## [Aim of the task]
Restate all of the data below word for word.

##### Data provided #####

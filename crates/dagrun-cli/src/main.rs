//! dagrun CLI - run, validate, and replay pipeline manifests.

mod cli;
mod commands;

use clap::Parser;
use cli::{Cli, Commands};

fn main() -> anyhow::Result<()> {
    let cli = Cli::parse();

    if cli.verbose {
        tracing_subscriber::fmt().with_env_filter("debug").init();
    } else {
        tracing_subscriber::fmt().with_env_filter("info").init();
    }

    let runtime = tokio::runtime::Runtime::new()?;
    runtime.block_on(run_command(cli))
}

async fn run_command(cli: Cli) -> anyhow::Result<()> {
    match cli.command {
        Commands::Run {
            manifest,
            payload,
            trace_out,
        } => commands::run(&manifest, &payload, trace_out.as_deref()).await,
        Commands::Validate { manifest } => commands::validate(&manifest),
        Commands::Replay { trace, manifest } => commands::replay(&trace, &manifest).await,
    }
}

#####

## [Your response]
filename crates/dagrun-cli/src/main.rs
//! dagrun CLI - run, validate, and replay pipeline manifests.

mod cli;
mod commands;

use clap::Parser;
use cli::{Cli, Commands};

fn main() -> anyhow::Result<()> {
    let cli = Cli::parse();

    if cli.verbose {
        tracing_subscriber::fmt().with_env_filter("debug").init();
    } else {
        tracing_subscriber::fmt().with_env_filter("info").init();
    }

    let runtime = tokio::runtime::Runtime::new()?;
    runtime.block_on(run_command(cli))
}

async fn run_command(cli: Cli) -> anyhow::Result<()> {
    match cli.command {
        Commands::Run {
            manifest,
            payload,
            trace_out,
        } => commands::run(&manifest, &payload, trace_out.as_deref()).await,
        Commands::Validate { manifest } => commands::validate(&manifest),
        Commands::Replay { trace, manifest } => commands::replay(&trace, &manifest).await,
    }
}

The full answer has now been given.